A symmetrically encrypted data set suffers from two main weaknesses. Firstly, since the encryption is deterministic, a hacker may group together batches of matching cipher text and focus their efforts on cracking the most common passwords. In 2013, over 130 million adobe user accounts were affected by this. Secondly, if a hacker obtains access, or figures out your encryption key all is lost.
There exists a reasonably good strategy using asymmetric encryption. An individual private/public key pair can be generated for each user, the private key is discarded and the password is encrypted using the public key. The public key and cipher are then stored in the database. This way every user has a unique encryption key that cannot be recovered. When a user tries to login, the incoming password is encrypted using the stored public key and compared to the stored cipher. The main weakness here is simply that a better solution exists in salted hashes. It’s generally faster to brute force an encryption algorithm than a good password hashing function. See this question on security.stackexchange by user ‘Nonyme’ for a more detailed Q&A on this technique.
Hashing with a sprinkle of salt :-)
We’re getting close. A hash function is a special kind of function to map data to some other data. Cryptographic hash functions are a subset of these specifically designed so that the hash is strictly one way.

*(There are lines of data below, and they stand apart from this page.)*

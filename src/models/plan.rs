//! Plan synchronization models.

use serde::{Deserialize, Serialize};
use std::fmt;

/// A named snapshot of plan content for one branch.
///
/// Created when a sync detects a branch switch and the outgoing plan has
/// non-blank content; overwritten on every later save from the same branch;
/// removed only by an explicit archive.
#[derive(Debug, Clone, PartialEq, Eq)]
pub struct BranchPlan {
    /// Raw git branch name (may contain `/`).
    pub branch_name: String,
    /// Filename-safe storage key derived from the branch name.
    ///
    /// The derivation is not collision-free (`a/b` and `a-b` share a key);
    /// this matches the on-disk contract and is accepted.
    pub key: String,
    /// Full plan text at snapshot time.
    pub content: String,
}

/// Cross-invocation sync state: the branch the previous sync ended on.
///
/// Each CLI invocation is a fresh process, so switch detection depends
/// entirely on this record being durably written before exit.
#[derive(Debug, Clone, Serialize, Deserialize, PartialEq, Eq)]
pub struct PlanSyncState {
    /// Branch name recorded by the last successful sync.
    #[serde(rename = "lastBranch")]
    pub last_branch: String,
}

impl PlanSyncState {
    /// Creates state for a branch.
    #[must_use]
    pub fn new(branch: impl Into<String>) -> Self {
        Self {
            last_branch: branch.into(),
        }
    }
}

/// Style of a freshly created plan file.
#[derive(Debug, Clone, Copy, PartialEq, Eq, Default, Serialize, Deserialize)]
#[serde(rename_all = "lowercase")]
pub enum PlanStyle {
    /// Minimal plan: title and metadata only.
    #[default]
    Blank,
    /// Guided plan: section headings with inline instructional comments.
    Template,
}

impl PlanStyle {
    /// Returns the style as a string.
    #[must_use]
    pub const fn as_str(&self) -> &'static str {
        match self {
            Self::Blank => "blank",
            Self::Template => "template",
        }
    }

    /// Parses a style string, defaulting to `Blank` for unknown values.
    #[must_use]
    pub fn parse(s: &str) -> Self {
        match s.to_lowercase().as_str() {
            "template" | "guided" => Self::Template,
            _ => Self::Blank,
        }
    }
}

impl fmt::Display for PlanStyle {
    fn fmt(&self, f: &mut fmt::Formatter<'_>) -> fmt::Result {
        write!(f, "{}", self.as_str())
    }
}

/// Options for a plan sync.
#[derive(Debug, Clone, Copy, Default)]
pub struct SyncOptions {
    /// Skip the dirty-plan guard (for automation such as git hooks).
    pub silent: bool,
    /// Create a fresh plan when no snapshot exists for the current branch.
    pub create_if_missing: bool,
    /// Style override for a created plan; `None` uses the configured default.
    pub style: Option<PlanStyle>,
}

impl SyncOptions {
    /// Creates options with `create_if_missing` enabled, the common case.
    #[must_use]
    pub const fn new() -> Self {
        Self {
            silent: false,
            create_if_missing: true,
            style: None,
        }
    }

    /// Enables silent mode.
    #[must_use]
    pub const fn silent(mut self) -> Self {
        self.silent = true;
        self
    }

    /// Sets the style for a created plan.
    #[must_use]
    pub const fn with_style(mut self, style: PlanStyle) -> Self {
        self.style = Some(style);
        self
    }
}

/// Outcome of a plan sync.
#[derive(Debug, Clone, Serialize, PartialEq, Eq)]
pub struct SyncPlanResult {
    /// Branch the previous invocation ended on.
    pub previous_branch: String,
    /// Branch this sync resolved.
    pub current_branch: String,
    /// Whether a stored snapshot was restored into the live plan.
    pub restored: bool,
    /// Whether a fresh plan was created.
    pub created: bool,
}

impl SyncPlanResult {
    /// Returns true if the sync changed nothing on disk besides state.
    #[must_use]
    pub const fn is_noop(&self) -> bool {
        !self.restored && !self.created
    }

    /// Returns a human-readable summary.
    #[must_use]
    pub fn summary(&self) -> String {
        if self.created {
            format!("Created a fresh plan for '{}'", self.current_branch)
        } else if self.restored {
            format!("Restored the plan for '{}'", self.current_branch)
        } else {
            format!("Plan already current for '{}'", self.current_branch)
        }
    }
}
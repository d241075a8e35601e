//! Health check models.
//!
//! Issues carry a typed [`IssueKind`] discriminant so downstream consumers
//! (auto-heal in particular) dispatch on structure rather than on message
//! text, and template percentages travel as numeric fields rather than being
//! re-parsed out of messages.

use crate::models::ContextFileKind;
use serde::Serialize;
use std::fmt;

/// What a health issue is about.
#[derive(Debug, Clone, Copy, PartialEq, Eq, Serialize)]
#[serde(rename_all = "snake_case")]
pub enum IssueKind {
    /// One or more required `##` sections are absent.
    MissingSections,
    /// Template/guidance text dominates the file.
    TemplateHeavy,
    /// The file has almost no content of any kind.
    MostlyEmpty,
    /// The `*Last Updated*` marker is older than the staleness window.
    StaleTimestamp,
}

/// Severity of a single issue.
#[derive(Debug, Clone, Copy, PartialEq, Eq, PartialOrd, Ord, Serialize)]
#[serde(rename_all = "lowercase")]
pub enum IssueSeverity {
    /// Worth attention, not blocking.
    Warning,
    /// The file is not serving its purpose.
    Error,
}

impl fmt::Display for IssueSeverity {
    fn fmt(&self, f: &mut fmt::Formatter<'_>) -> fmt::Result {
        match self {
            Self::Warning => write!(f, "warning"),
            Self::Error => write!(f, "error"),
        }
    }
}

/// A single detected problem in one context file.
///
/// Produced fresh on every health check; never persisted.
#[derive(Debug, Clone, Serialize)]
pub struct HealthIssue {
    /// Typed discriminant for dispatch.
    pub kind: IssueKind,
    /// Severity of this issue.
    pub severity: IssueSeverity,
    /// File the issue was found in.
    pub file: ContextFileKind,
    /// Human-readable description.
    pub message: String,
    /// Optional remediation hint.
    #[serde(skip_serializing_if = "Option::is_none")]
    pub suggestion: Option<String>,
    /// Whether `auto_heal` can fix this without human judgment.
    pub auto_fixable: bool,
    /// Line number the issue anchors to, when known.
    #[serde(skip_serializing_if = "Option::is_none")]
    pub line: Option<usize>,
    /// Template percentage that triggered the issue, when applicable.
    #[serde(skip_serializing_if = "Option::is_none")]
    pub template_percentage: Option<u8>,
}

impl HealthIssue {
    /// Creates a new issue.
    #[must_use]
    pub fn new(
        kind: IssueKind,
        severity: IssueSeverity,
        file: ContextFileKind,
        message: impl Into<String>,
    ) -> Self {
        Self {
            kind,
            severity,
            file,
            message: message.into(),
            suggestion: None,
            auto_fixable: false,
            line: None,
            template_percentage: None,
        }
    }

    /// Sets the remediation hint.
    #[must_use]
    pub fn with_suggestion(mut self, suggestion: impl Into<String>) -> Self {
        self.suggestion = Some(suggestion.into());
        self
    }

    /// Marks the issue as auto-fixable.
    #[must_use]
    pub const fn auto_fixable(mut self) -> Self {
        self.auto_fixable = true;
        self
    }

    /// Sets the anchoring line number.
    #[must_use]
    pub const fn at_line(mut self, line: usize) -> Self {
        self.line = Some(line);
        self
    }

    /// Attaches the triggering template percentage.
    #[must_use]
    pub const fn with_percentage(mut self, percentage: u8) -> Self {
        self.template_percentage = Some(percentage);
        self
    }
}

/// Aggregate verdict over all checked files.
#[derive(Debug, Clone, Copy, PartialEq, Eq, Serialize)]
#[serde(rename_all = "lowercase")]
pub enum OverallHealth {
    /// No issues at all.
    Healthy,
    /// Issues exist, none error-severity.
    Warning,
    /// At least one error-severity issue.
    Error,
}

impl fmt::Display for OverallHealth {
    fn fmt(&self, f: &mut fmt::Formatter<'_>) -> fmt::Result {
        match self {
            Self::Healthy => write!(f, "healthy"),
            Self::Warning => write!(f, "warning"),
            Self::Error => write!(f, "error"),
        }
    }
}

/// Alignment verdict for one relationship pair.
#[derive(Debug, Clone, Copy, PartialEq, Eq, Serialize)]
#[serde(rename_all = "lowercase")]
pub enum AlignmentStatus {
    /// The files agree (currently the only produced value).
    Aligned,
}

/// Cross-file alignment report.
///
/// The relationship set is fixed at exactly these two pairs; the current
/// check is a stub that always reports alignment and never fails.
#[derive(Debug, Clone, Copy, PartialEq, Eq, Serialize)]
pub struct AlignmentReport {
    /// `context.md` against `plan.md`.
    pub context_plan: AlignmentStatus,
    /// Every file against `guardrail.md`.
    pub all_guardrail: AlignmentStatus,
}

impl Default for AlignmentReport {
    fn default() -> Self {
        Self {
            context_plan: AlignmentStatus::Aligned,
            all_guardrail: AlignmentStatus::Aligned,
        }
    }
}

/// Result of a health check: issues, suggestions, and an overall verdict.
#[derive(Debug, Clone, Serialize)]
pub struct HealthStatus {
    /// Aggregate verdict, derived purely from the issue list.
    pub overall: OverallHealth,
    /// Every detected issue.
    pub issues: Vec<HealthIssue>,
    /// Synthesized next-step suggestions.
    pub suggestions: Vec<String>,
    /// When the check ran (Unix epoch seconds).
    pub last_checked: u64,
    /// Cross-file alignment report.
    pub alignments: AlignmentReport,
}

impl HealthStatus {
    /// Derives the overall verdict from a list of issues.
    #[must_use]
    pub fn derive_overall(issues: &[HealthIssue]) -> OverallHealth {
        if issues.iter().any(|i| i.severity == IssueSeverity::Error) {
            OverallHealth::Error
        } else if issues.is_empty() {
            OverallHealth::Healthy
        } else {
            OverallHealth::Warning
        }
    }

    /// Returns the issues that `auto_heal` can act on.
    #[must_use]
    pub fn fixable_issues(&self) -> Vec<&HealthIssue> {
        self.issues.iter().filter(|i| i.auto_fixable).collect()
    }
}
//! Health check integration tests over fixed inputs.
#![allow(clippy::unwrap_used, clippy::expect_used, clippy::panic)]

use cxt::config::CxtConfig;
use cxt::models::{ContextFileKind, IssueKind, IssueSeverity, OverallHealth};
use cxt::services::ContentValidator;
use cxt::storage::{FileStore, FilesystemStore, MemoryStore};
use std::collections::BTreeMap;
use tempfile::TempDir;

fn validator() -> ContentValidator<MemoryStore> {
    ContentValidator::new(CxtConfig::default().with_root("/p"), MemoryStore::new())
}

fn populated(body: &str) -> String {
    // Long enough to clear every emptiness threshold, no template markers.
    format!("{body}\nThe remainder of this file describes real behavior in real sentences, with enough length to count as substantive prose for every heuristic.\n")
}

#[test]
fn identical_input_yields_identical_reports() {
    let v = validator();
    let mut files = BTreeMap::new();
    files.insert(ContextFileKind::Context, String::from("## Project Purpose\nshort\n"));
    files.insert(ContextFileKind::Plan, String::new());
    files.insert(
        ContextFileKind::Guardrail,
        String::from("<!-- GUIDANCE: add constraints -->\n"),
    );

    let a = v.check_health(&files, true);
    let b = v.check_health(&files, true);

    assert_eq!(a.overall, b.overall);
    assert_eq!(a.suggestions, b.suggestions);
    let fingerprint = |issues: &[cxt::models::HealthIssue]| {
        issues
            .iter()
            .map(|i| (i.kind, i.severity, i.file, i.message.clone()))
            .collect::<Vec<_>>()
    };
    assert_eq!(fingerprint(&a.issues), fingerprint(&b.issues));
}

#[test]
fn guidance_only_file_is_critical_error() {
    let v = validator();
    let mut files = BTreeMap::new();
    files.insert(
        ContextFileKind::Context,
        "<!-- GUIDANCE: fill this in -->\n<!-- GUIDANCE: fill this in -->\n".to_string(),
    );

    let status = v.check_health(&files, true);
    assert_eq!(status.overall, OverallHealth::Error);
    let issue = status
        .issues
        .iter()
        .find(|i| i.kind == IssueKind::TemplateHeavy)
        .unwrap();
    assert_eq!(issue.template_percentage, Some(100));
    assert_eq!(issue.severity, IssueSeverity::Error);
}

#[test]
fn empty_input_map_is_healthy() {
    let v = validator();
    let status = v.check_health(&BTreeMap::new(), true);
    assert_eq!(status.overall, OverallHealth::Healthy);
    assert!(status.issues.is_empty());
}

#[test]
fn well_populated_file_with_sections_is_clean() {
    let v = validator();
    let mut files = BTreeMap::new();
    files.insert(
        ContextFileKind::Plan,
        populated("## Goal\nShip it.\n## Approach\nCarefully.\n## Steps\nOne at a time."),
    );

    let status = v.check_health(&files, true);
    assert_eq!(status.overall, OverallHealth::Healthy, "{:?}", status.issues);
}

#[test]
fn alignment_report_is_fixed_and_always_present() {
    let v = validator();
    let mut files = BTreeMap::new();
    files.insert(ContextFileKind::Plan, String::new());

    let status = v.check_health(&files, true);
    assert_eq!(
        status.alignments.context_plan,
        cxt::models::AlignmentStatus::Aligned
    );
    assert_eq!(
        status.alignments.all_guardrail,
        cxt::models::AlignmentStatus::Aligned
    );
}

#[test]
fn heal_then_recheck_clears_section_warnings() {
    let tmp = TempDir::new().unwrap();
    let store = FilesystemStore::new();
    let config = CxtConfig::default().with_root(tmp.path());
    let plan_path = tmp.path().join(".cxt/plan.md");

    store
        .write(
            &plan_path,
            &format!("## Goal\n{}", populated("Ship the importer rewrite.")),
        )
        .unwrap();
    let validator = ContentValidator::new(config, store);

    let before = validator.check_disk(true).unwrap();
    assert!(
        before
            .issues
            .iter()
            .any(|i| i.kind == IssueKind::MissingSections)
    );

    let fixed = validator.auto_heal(&before.issues, false).unwrap();
    assert_eq!(fixed.len(), 1);

    let after = validator.check_disk(true).unwrap();
    assert!(
        !after
            .issues
            .iter()
            .any(|i| i.kind == IssueKind::MissingSections)
    );
}

#[test]
fn stale_marker_heals_to_today() {
    let tmp = TempDir::new().unwrap();
    let store = FilesystemStore::new();
    let config = CxtConfig::default().with_root(tmp.path());
    let context_path = tmp.path().join(".cxt/context.md");

    store
        .write(
            &context_path,
            &format!(
                "*Last Updated: 2019-05-01*\n## Project Purpose\n## Core Problem\n## Solution\n## Target Users\n{}",
                populated("A tool under test.")
            ),
        )
        .unwrap();
    let validator = ContentValidator::new(config, store);

    let before = validator.check_disk(false).unwrap();
    assert!(
        before
            .issues
            .iter()
            .any(|i| i.kind == IssueKind::StaleTimestamp)
    );

    validator.auto_heal(&before.issues, false).unwrap();

    let after = validator.check_disk(false).unwrap();
    assert!(
        !after
            .issues
            .iter()
            .any(|i| i.kind == IssueKind::StaleTimestamp)
    );
}
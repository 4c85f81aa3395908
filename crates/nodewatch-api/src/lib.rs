// nodewatch-api: Async Rust client for the storage-node dashboard backend

pub mod client;
pub mod error;
pub mod models;
mod nodes;
pub mod transport;

pub use client::NodesClient;
pub use error::Error;
pub use models::{
    BackendStatus, HealthResponse, NetworkStats, NodesQuery, NodesResponse, PaginationMeta, RawNode,
};
pub use transport::{TlsMode, TransportConfig};
//! CLI error types with miette diagnostics.
//!
//! Maps `CoreError` and `ConfigError` into user-facing errors with
//! actionable help text and stable exit codes.

use miette::Diagnostic;
use thiserror::Error;

use nodewatch_config::ConfigError;
use nodewatch_core::CoreError;

/// Process exit codes.
pub mod exit_code {
    pub const GENERAL: i32 = 1;
    pub const USAGE: i32 = 2;
    pub const NOT_FOUND: i32 = 4;
    pub const CONNECTION: i32 = 7;
    pub const TIMEOUT: i32 = 8;
}

#[derive(Debug, Error, Diagnostic)]
#[allow(unused_assignments)]
pub enum CliError {
    // ── Connection ───────────────────────────────────────────────────
    #[error("Could not reach the dashboard backend")]
    #[diagnostic(
        code(nodewatch::connection_failed),
        help(
            "Check that the backend is running and reachable.\n\
             Reason: {reason}\n\
             Set the URL with --api-url or: nodewatch config set api_url <URL>"
        )
    )]
    ConnectionFailed { reason: String },

    #[error("Request timed out")]
    #[diagnostic(
        code(nodewatch::timeout),
        help(
            "Increase the timeout with --timeout or check backend responsiveness.\n\
             Reason: {reason}"
        )
    )]
    Timeout { reason: String },

    // ── Resources ────────────────────────────────────────────────────
    #[error("Node '{pubkey}' not found")]
    #[diagnostic(
        code(nodewatch::not_found),
        help("Run: nodewatch nodes list to see available nodes")
    )]
    NotFound { pubkey: String },

    // ── Backend ──────────────────────────────────────────────────────
    #[error("Backend error: {message}")]
    #[diagnostic(code(nodewatch::api_error))]
    Api { message: String },

    #[error("Unexpected response from backend: {message}")]
    #[diagnostic(
        code(nodewatch::malformed_payload),
        help("The backend may be running an incompatible version. Try: nodewatch health")
    )]
    MalformedPayload { message: String },

    // ── Validation ───────────────────────────────────────────────────
    #[error("Invalid value for {field}: {reason}")]
    #[diagnostic(code(nodewatch::validation))]
    Validation { field: String, reason: String },

    // ── Configuration ────────────────────────────────────────────────
    #[error("Configuration file already exists at {path}")]
    #[diagnostic(
        code(nodewatch::config_exists),
        help("Use --force to overwrite it, or edit it with: nodewatch config set <key> <value>")
    )]
    ConfigExists { path: String },

    #[error(transparent)]
    #[diagnostic(code(nodewatch::config))]
    Config(ConfigError),

    // ── IO / Serialization ───────────────────────────────────────────
    #[error(transparent)]
    Io(#[from] std::io::Error),
}

impl CliError {
    /// Map this error to an exit code for process termination.
    pub fn exit_code(&self) -> i32 {
        match self {
            Self::ConnectionFailed { .. } => exit_code::CONNECTION,
            Self::Timeout { .. } => exit_code::TIMEOUT,
            Self::NotFound { .. } => exit_code::NOT_FOUND,
            Self::Validation { .. } => exit_code::USAGE,
            _ => exit_code::GENERAL,
        }
    }
}

// ── CoreError → CliError mapping ─────────────────────────────────────

impl From<CoreError> for CliError {
    fn from(err: CoreError) -> Self {
        match err {
            CoreError::Transport {
                message,
                timed_out: true,
            } => CliError::Timeout { reason: message },

            CoreError::Transport { message, .. } => CliError::ConnectionFailed { reason: message },

            CoreError::Response { message, .. } => CliError::Api { message },

            CoreError::MalformedPayload { message } => CliError::MalformedPayload { message },

            CoreError::NodeNotFound { pubkey } => CliError::NotFound { pubkey },

            CoreError::Config { message } => CliError::Validation {
                field: "config".into(),
                reason: message,
            },
        }
    }
}

impl From<ConfigError> for CliError {
    fn from(err: ConfigError) -> Self {
        match err {
            ConfigError::Validation { field, reason } => CliError::Validation { field, reason },
            ConfigError::UnknownKey(key) => CliError::Validation {
                field: "key".into(),
                reason: format!(
                    "unknown key '{key}' (expected one of: {})",
                    nodewatch_config::KEYS.join(", ")
                ),
            },
            other => CliError::Config(other),
        }
    }
}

For example, using the bcrypt password hashing algorithm:
password -> $2y$10$vRO2G7Ub9Nwdj4vLAJ5HpO6FB5DAvl22IdcslzQ5K6aEbm...
password -> $2y$10$NoHzJFvwhbDBSpfntDmtV.nCZkaDh11Z/.aNzNWjy4Yj6c...
passw0rd -> $2y$10$z.1BPj3C/bPTwIedNZ0fIx1.n2.LnFePpPPjUDekJj/OFi...
p@ssw0rd -> $2y$10$vtLvOI1o.Ht5mzZ1TDcKwOn7XSMwWpkeVGQzP10JB/rkJ6...
Notice that with each single character difference the generated hash is completely different from the last, even hashing the same password twice in a row will produce a different result ($2y$10$ is the bcrypt version, and not really part of the hash). This ensures that and attacker attempting to brute force a password cannot tell how close they are to the correct value.
The only way to authenticate a login attempt is to hash the input credentials, and compare the hash stored in our database. If our credentials database is compromised the attacker will be unable to access the system as there is no way to get `password` back from its hash other than brute forcing every possible string until the same hash is generated.
Along with each hash is a random string of bytes known as a salt, this protects our set of passwords from the batching attack that adobe suffered in 2013. Salting also makes it is also impossible to generate a precomputed lookup table of hashes.
note: the bcrypt package takes care of salting for us so we don’t have to worry about it.
Responsibility of users
Of course none of this really matters if our users pick stupid passwords like
sUp3rMan!. (no offence)
You can use this excellent tool developed by dropbox to get a good estimate of the quality of you password — Realistic password strength estimation.